I hated that I couldn’t just wash my hands of the whole thing. But what choice did I have? “Jacob, I can’t leave Sarah’s body to traipse off to Disney while her spirit keeps Boswell prisoner.”

“Talk her out of it somehow. You got her here, didn’t you?”

Sure I did. By telling her she could have the last word with her jerk of an ex. “That’s the thing. I was just stringing her along.”

“Thenkeep stringing. And give her a push.”

“Fine. I’ll give it one more shot—for your sake.” Hopefully Boswell would be able to pitch in and help.

We went back into the fray. It looked like another preschool slap-fight at first glance, but eventually I figured out that Sarah’s spirit (in Boswell) was trying to give her own body some kind of up-do to hide the hacked-off hair. And the body was none too thrilled.

Evelyn, meanwhile, was watching the whole thing through narrowed eyes, with her arms crossed firmly as if to shield herself from whatever emotional storm we’d brewed up.

“Okay, Sarah, here’s the deal,” I said. Both Boswell and the body paused their swatting. “We don’t know how long this process will take, and we want to make sure we’ve got it right. So we need everyone to start getting on the same page. Right now. So that you’re ready when Zach gets here.”

An equally blank look regarded me from two very different faces.

I addressed the one who’d hijacked Boswell. “Get back inside your own body.”

“I’m working on it,” she said petulantly. “This is all new to me. You can’t just expect me to know how everything is supposed to happen.”

I turned to the body. “Are you blocking her?”

The body shrugged. “I’m not doing anything.”
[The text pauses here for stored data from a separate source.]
//! Store wrappers that inject events into a running sweep

use async_trait::async_trait;
use std::collections::HashSet;
use std::sync::atomic::{AtomicBool, AtomicUsize, Ordering};
use std::sync::{Arc, Mutex};
use suggest_common::model::{
    Fingerprint, Model, ModelFamily, Record, RecordId, TargetId, TargetTable,
};
use suggest_common::store::{CorpusStore, MemoryStore};
use suggest_common::{Error, Result};

/// Runs a hook right after the N-th model publish (blank or not)
pub struct HookStore {
    inner: Arc<MemoryStore>,
    trigger_after: usize,
    publishes: AtomicUsize,
    hook: Box<dyn Fn() + Send + Sync>,
}

impl HookStore {
    pub fn new(
        inner: Arc<MemoryStore>,
        trigger_after: usize,
        hook: impl Fn() + Send + Sync + 'static,
    ) -> Self {
        Self {
            inner,
            trigger_after,
            publishes: AtomicUsize::new(0),
            hook: Box::new(hook),
        }
    }

    pub fn publishes(&self) -> usize {
        self.publishes.load(Ordering::SeqCst)
    }

    fn published(&self) {
        if self.publishes.fetch_add(1, Ordering::SeqCst) + 1 == self.trigger_after {
            (self.hook)();
        }
    }
}

#[async_trait]
impl CorpusStore for HookStore {
    async fn curated_record_ids(&self) -> Result<Vec<RecordId>> {
        self.inner.curated_record_ids().await
    }

    async fn record(&self, id: RecordId) -> Result<Option<Record>> {
        self.inner.record(id).await
    }

    async fn annotation_targets(&self) -> Result<TargetTable> {
        self.inner.annotation_targets().await
    }

    async fn family_watermark(&self, family: ModelFamily) -> Result<i64> {
        self.inner.family_watermark(family).await
    }

    async fn stored_model_watermark(
        &self,
        family: ModelFamily,
        target: TargetId,
    ) -> Result<Option<i64>> {
        self.inner.stored_model_watermark(family, target).await
    }

    async fn stored_model(&self, family: ModelFamily, target: TargetId) -> Result<Option<Model>> {
        self.inner.stored_model(family, target).await
    }

    async fn publish_model(&self, family: ModelFamily, model: &Model) -> Result<()> {
        self.inner.publish_model(family, model).await?;
        self.published();
        Ok(())
    }

    async fn publish_blank_model(
        &self,
        family: ModelFamily,
        target: TargetId,
        watermark: i64,
    ) -> Result<()> {
        self.inner.publish_blank_model(family, target, watermark).await?;
        self.published();
        Ok(())
    }

    async fn records_missing_fingerprint(&self) -> Result<Vec<RecordId>> {
        self.inner.records_missing_fingerprint().await
    }

    async fn set_record_fingerprint(
        &self,
        id: RecordId,
        source_text: &str,
        fingerprint: &[Fingerprint],
    ) -> Result<bool> {
        self.inner.set_record_fingerprint(id, source_text, fingerprint).await
    }

    async fn block_id(&self, block: &str) -> Result<Fingerprint> {
        self.inner.block_id(block).await
    }
}

/// Fails every `record` fetch for the ids marked as failing
pub struct FlakyRecordStore {
    inner: Arc<MemoryStore>,
    failing: Mutex<HashSet<RecordId>>,
}

impl FlakyRecordStore {
    pub fn new(inner: Arc<MemoryStore>, failing: impl IntoIterator<Item = RecordId>) -> Self {
        Self {
            inner,
            failing: Mutex::new(failing.into_iter().collect()),
        }
    }

    pub fn heal(&self, id: RecordId) {
        self.failing.lock().unwrap().remove(&id);
    }
}

#[async_trait]
impl CorpusStore for FlakyRecordStore {
    async fn curated_record_ids(&self) -> Result<Vec<RecordId>> {
        self.inner.curated_record_ids().await
    }

    async fn record(&self, id: RecordId) -> Result<Option<Record>> {
        if self.failing.lock().unwrap().contains(&id) {
            return Err(Error::Internal(format!("simulated fetch failure for record {}", id)));
        }
        self.inner.record(id).await
    }

    async fn annotation_targets(&self) -> Result<TargetTable> {
        self.inner.annotation_targets().await
    }

    async fn family_watermark(&self, family: ModelFamily) -> Result<i64> {
        self.inner.family_watermark(family).await
    }

    async fn stored_model_watermark(
        &self,
        family: ModelFamily,
        target: TargetId,
    ) -> Result<Option<i64>> {
        self.inner.stored_model_watermark(family, target).await
    }

    async fn stored_model(&self, family: ModelFamily, target: TargetId) -> Result<Option<Model>> {
        self.inner.stored_model(family, target).await
    }

    async fn publish_model(&self, family: ModelFamily, model: &Model) -> Result<()> {
        self.inner.publish_model(family, model).await
    }

    async fn publish_blank_model(
        &self,
        family: ModelFamily,
        target: TargetId,
        watermark: i64,
    ) -> Result<()> {
        self.inner.publish_blank_model(family, target, watermark).await
    }

    async fn records_missing_fingerprint(&self) -> Result<Vec<RecordId>> {
        self.inner.records_missing_fingerprint().await
    }

    async fn set_record_fingerprint(
        &self,
        id: RecordId,
        source_text: &str,
        fingerprint: &[Fingerprint],
    ) -> Result<bool> {
        self.inner.set_record_fingerprint(id, source_text, fingerprint).await
    }

    async fn block_id(&self, block: &str) -> Result<Fingerprint> {
        self.inner.block_id(block).await
    }
}

/// Replaces a record's text once, right after the first time it is read
///
/// Mimics a curator editing the text while its fingerprint is computed.
pub struct EditDuringReadStore {
    inner: Arc<MemoryStore>,
    record: RecordId,
    replacement: String,
    edited: AtomicBool,
}

impl EditDuringReadStore {
    pub fn new(inner: Arc<MemoryStore>, record: RecordId, replacement: &str) -> Self {
        Self {
            inner,
            record,
            replacement: replacement.to_string(),
            edited: AtomicBool::new(false),
        }
    }
}

#[async_trait]
impl CorpusStore for EditDuringReadStore {
    async fn curated_record_ids(&self) -> Result<Vec<RecordId>> {
        self.inner.curated_record_ids().await
    }

    async fn record(&self, id: RecordId) -> Result<Option<Record>> {
        let record = self.inner.record(id).await?;
        if id == self.record && !self.edited.swap(true, Ordering::SeqCst) {
            let annotations = record.as_ref().map(|r| r.annotations.clone()).unwrap_or_default();
            self.inner.put_record(id, &self.replacement, annotations)?;
        }
        Ok(record)
    }

    async fn annotation_targets(&self) -> Result<TargetTable> {
        self.inner.annotation_targets().await
    }

    async fn family_watermark(&self, family: ModelFamily) -> Result<i64> {
        self.inner.family_watermark(family).await
    }

    async fn stored_model_watermark(
        &self,
        family: ModelFamily,
        target: TargetId,
    ) -> Result<Option<i64>> {
        self.inner.stored_model_watermark(family, target).await
    }

    async fn stored_model(&self, family: ModelFamily, target: TargetId) -> Result<Option<Model>> {
        self.inner.stored_model(family, target).await
    }

    async fn publish_model(&self, family: ModelFamily, model: &Model) -> Result<()> {
        self.inner.publish_model(family, model).await
    }

    async fn publish_blank_model(
        &self,
        family: ModelFamily,
        target: TargetId,
        watermark: i64,
    ) -> Result<()> {
        self.inner.publish_blank_model(family, target, watermark).await
    }

    async fn records_missing_fingerprint(&self) -> Result<Vec<RecordId>> {
        self.inner.records_missing_fingerprint().await
    }

    async fn set_record_fingerprint(
        &self,
        id: RecordId,
        source_text: &str,
        fingerprint: &[Fingerprint],
    ) -> Result<bool> {
        self.inner.set_record_fingerprint(id, source_text, fingerprint).await
    }

    async fn block_id(&self, block: &str) -> Result<Fingerprint> {
        self.inner.block_id(block).await
    }
}
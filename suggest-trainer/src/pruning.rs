//! Corpus-wide text fingerprint pruning
//!
//! Fingerprints occurring in almost no records or in almost every record
//! carry the least signal. When the number of distinct fingerprints exceeds
//! the ceiling, fingerprints are removed from whichever extreme of the
//! occurrence-count ordering is nearer its boundary until the ceiling is met.

use std::collections::{BTreeMap, BTreeSet};
use suggest_common::model::{fingerprint_set, Fingerprint};

/// Rows restricted to the surviving fingerprints
#[derive(Debug, Clone, PartialEq)]
pub struct PrunedRows {
    pub rows: Vec<Vec<Fingerprint>>,
    pub distinct_before: usize,
    pub distinct_after: usize,
}

/// Prune `rows` down to at most `ceiling` distinct fingerprints
///
/// Fingerprints are ordered by (occurrence count, id). While above the
/// ceiling, the least frequent one is removed if its count is no larger than
/// the number of records missing the most frequent one; otherwise the most
/// frequent one is removed.
pub fn prune_fingerprints(rows: Vec<Vec<Fingerprint>>, ceiling: usize) -> PrunedRows {
    let rows: Vec<Vec<Fingerprint>> = rows
        .into_iter()
        .map(|row| fingerprint_set(row))
        .collect();
    let num_records = rows.len();

    let mut counts: BTreeMap<Fingerprint, usize> = BTreeMap::new();
    for &fp in rows.iter().flatten() {
        *counts.entry(fp).or_insert(0) += 1;
    }
    let distinct_before = counts.len();

    if distinct_before <= ceiling {
        return PrunedRows {
            rows,
            distinct_before,
            distinct_after: distinct_before,
        };
    }

    let mut by_count: Vec<(usize, Fingerprint)> =
        counts.into_iter().map(|(fp, n)| (n, fp)).collect();
    by_count.sort_unstable();

    // Survivors are by_count[lo..hi]
    let mut lo = 0;
    let mut hi = by_count.len();
    while hi - lo > ceiling {
        let min_count = by_count[lo].0;
        let max_count = by_count[hi - 1].0;
        if min_count <= num_records - max_count {
            lo += 1;
        } else {
            hi -= 1;
        }
    }

    let kept: BTreeSet<Fingerprint> = by_count[lo..hi].iter().map(|&(_, fp)| fp).collect();
    let rows = rows
        .into_iter()
        .map(|row| row.into_iter().filter(|fp| kept.contains(fp)).collect())
        .collect();

    PrunedRows {
        rows,
        distinct_before,
        distinct_after: kept.len(),
    }
}
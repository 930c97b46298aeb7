//! Text → block tokenizer
//!
//! The fingerprint calculator treats tokenization as a black box that turns a
//! record's text into opaque string blocks. [`LexicalTokenizer`] is the
//! default: lowercase word unigrams plus adjacent-word bigrams, with short
//! words and common stopwords removed.

use regex::Regex;
use std::collections::BTreeSet;
use suggest_common::{Error, Result};

/// Black-box text → blocks extraction
pub trait Tokenizer: Send + Sync {
    /// Extract the distinct blocks of `text`; order is not significant
    fn blocks(&self, text: &str) -> Result<Vec<String>>;
}

const MIN_WORD_LEN: usize = 3;

const STOPWORDS: &[&str] = &[
    "and", "are", "but", "for", "from", "has", "have", "into", "its", "not", "of", "that", "the",
    "then", "this", "was", "were", "which", "with",
];

/// Word unigram + bigram tokenizer
#[derive(Debug, Clone)]
pub struct LexicalTokenizer {
    word_regex: Regex,
    stopwords: BTreeSet<&'static str>,
}

impl LexicalTokenizer {
    pub fn new() -> Result<Self> {
        let word_regex = Regex::new(r"[\p{L}\p{N}][\p{L}\p{N}\-]*")
            .map_err(|e| Error::Tokenizer(format!("failed to compile word regex: {}", e)))?;
        Ok(Self {
            word_regex,
            stopwords: STOPWORDS.iter().copied().collect(),
        })
    }

    fn words(&self, text: &str) -> Vec<String> {
        self.word_regex
            .find_iter(text)
            .map(|m| m.as_str().trim_end_matches('-').to_lowercase())
            .filter(|w| w.chars().count() >= MIN_WORD_LEN && !self.stopwords.contains(w.as_str()))
            .collect()
    }
}

impl Tokenizer for LexicalTokenizer {
    fn blocks(&self, text: &str) -> Result<Vec<String>> {
        let words = self.words(text);
        let mut blocks: BTreeSet<String> = words.iter().cloned().collect();
        for pair in words.windows(2) {
            blocks.insert(format!("{} {}", pair[0], pair[1]));
        }
        Ok(blocks.into_iter().collect())
    }
}
//! Text model builder
//!
//! Builds one NLP model per target from record text fingerprints:
//! - rows are the usable curated records with a non-empty fingerprint
//! - the corpus-wide fingerprint vocabulary is pruned to the configured ceiling
//! - label = "record carries the target (directly or via an ancestor)"
//!
//! Pauses unconditionally every `pause_every` targets to bound peak memory;
//! the correlation builder yields while this builder is paused.

use crate::config::ModelBuilderConfig;
use crate::corpus::CorpusSnapshot;
use crate::pruning::prune_fingerprints;
use crate::sweep::{
    run_builder_loop, ModelSweep, PausePolicy, SweepOutcome, SweepRunner, TrainingFeatures,
    TrainingSet,
};
use crate::worker::{spawn_worker, BusyFlag, Worker, WorkerControl};
use async_trait::async_trait;
use std::sync::Arc;
use suggest_common::model::{Fingerprint, ModelFamily, RecordId, TargetId};
use suggest_common::ontology::Ontology;
use suggest_common::store::CorpusStore;
use suggest_common::Result;
use tokio::task::JoinHandle;
use tracing::info;

/// Pruned text fingerprints of the fingerprinted records in a snapshot
pub struct TextFeatures {
    /// Ids of the records behind `rows`, parallel to it
    record_ids: Vec<RecordId>,
    rows: Arc<Vec<Vec<Fingerprint>>>,
}

impl TextFeatures {
    pub fn from_snapshot(snapshot: &CorpusSnapshot, max_fingerprints: usize) -> Self {
        let (record_ids, rows): (Vec<RecordId>, Vec<Vec<Fingerprint>>) = snapshot
            .records()
            .iter()
            .filter_map(|record| match &record.fingerprint {
                Some(fingerprint) if !fingerprint.is_empty() => {
                    Some((record.id, fingerprint.clone()))
                }
                _ => None,
            })
            .unzip();

        let pruned = prune_fingerprints(rows, max_fingerprints);
        if pruned.distinct_after < pruned.distinct_before {
            info!(
                before = pruned.distinct_before,
                after = pruned.distinct_after,
                "Pruned text fingerprints"
            );
        }

        Self {
            record_ids,
            rows: Arc::new(pruned.rows),
        }
    }

    pub fn len(&self) -> usize {
        self.rows.len()
    }

    pub fn is_empty(&self) -> bool {
        self.rows.is_empty()
    }
}

impl TrainingFeatures for TextFeatures {
    fn training_set(&self, snapshot: &CorpusSnapshot, target: TargetId) -> TrainingSet {
        // Rows are a subsequence of the snapshot's records, in the same order
        let mut records = snapshot.records().iter();
        let labels = self
            .record_ids
            .iter()
            .map(|id| {
                records
                    .find(|record| record.id == *id)
                    .is_some_and(|record| record.carries(target))
            })
            .collect();

        TrainingSet {
            rows: Arc::clone(&self.rows),
            labels,
        }
    }
}

/// Background worker keeping the NLP models fresh
pub struct ModelBuilder {
    control: Arc<WorkerControl>,
    store: Arc<dyn CorpusStore>,
    ontology: Arc<dyn Ontology>,
    busy: BusyFlag,
    config: ModelBuilderConfig,
}

impl ModelBuilder {
    pub fn new(
        control: Arc<WorkerControl>,
        store: Arc<dyn CorpusStore>,
        ontology: Arc<dyn Ontology>,
        busy: BusyFlag,
        config: ModelBuilderConfig,
    ) -> Self {
        Self {
            control,
            store,
            ontology,
            busy,
            config,
        }
    }

    pub fn worker_control(&self) -> &Arc<WorkerControl> {
        &self.control
    }

    /// Spawn the builder loop in the background
    pub fn start(self: Arc<Self>) -> JoinHandle<()> {
        spawn_worker(self)
    }
}

#[async_trait]
impl ModelSweep for ModelBuilder {
    fn family(&self) -> ModelFamily {
        ModelFamily::Nlp
    }

    async fn sweep(&self, watermark: i64) -> Result<SweepOutcome> {
        let snapshot = CorpusSnapshot::load(self.store.as_ref(), self.ontology.as_ref()).await?;
        let features = TextFeatures::from_snapshot(&snapshot, self.config.max_fingerprints);
        info!(
            records = snapshot.records().len(),
            fingerprinted = features.len(),
            targets = snapshot.universe().len(),
            "NLP training corpus loaded"
        );

        SweepRunner::new(
            ModelFamily::Nlp,
            self.store.as_ref(),
            &self.control,
            self.config.schedule(),
            PausePolicy::Always,
        )
        .run(watermark, &snapshot, &features)
        .await
    }
}

#[async_trait]
impl Worker for ModelBuilder {
    fn control(&self) -> &WorkerControl {
        &self.control
    }

    async fn run(&self) {
        run_builder_loop(
            self,
            &self.control,
            self.store.as_ref(),
            &self.busy,
            &self.config.schedule(),
        )
        .await;
    }
}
For a high-level psych, I’m not actually into all that woo-woo talk about the universe. But there’s something to be said for rightness—the way things just pop into place when they’re supposed to be there. Like two jigsaw puzzle pieces meant to fit together. This rightness is the only reason my exorcisms are effective—because when it’s all said and done, what I do is toddler-slap at ghosts and let the veil do the rest. And it works—because etheric entities don’t belong on this plane. And the grand balance does the heavy lifting to help me put things right.

“You should fit inside your own body a hell of a lot better than you do in Boswell’s,” I told the spirit. “Try harder.”

“I am trying!”

“Okay…how about this? Try less. Just clear your mind. And center your thoughts. And think about what it feels like to be yourself.”

She scrunched up Boswell’s face. “I dunno what to tell you. It’s, like, really hard.”

“Boswell,” I snapped, in an attempt to appeal to his spirit. “Help her out, here.”

Evelyn approached, pointedly circling me to avoid Jacob. She held out a familiar black case and said, “I tweaked the intensity of the ramp. It should be a lot smoother this time.”

“You don’t need those,” Jacob said.

“Is that your professional opinion, Agent Marks?” Evelyn asked. I’d never heard her sound so cold.

“Based on my twelve years as a PsyCop, my specialized FPMP training, and the fact that I know Vic better than anyone…yes, it is.”

“If Vic were able to reunite the forms, he would have done so by now. Isn’t that right?”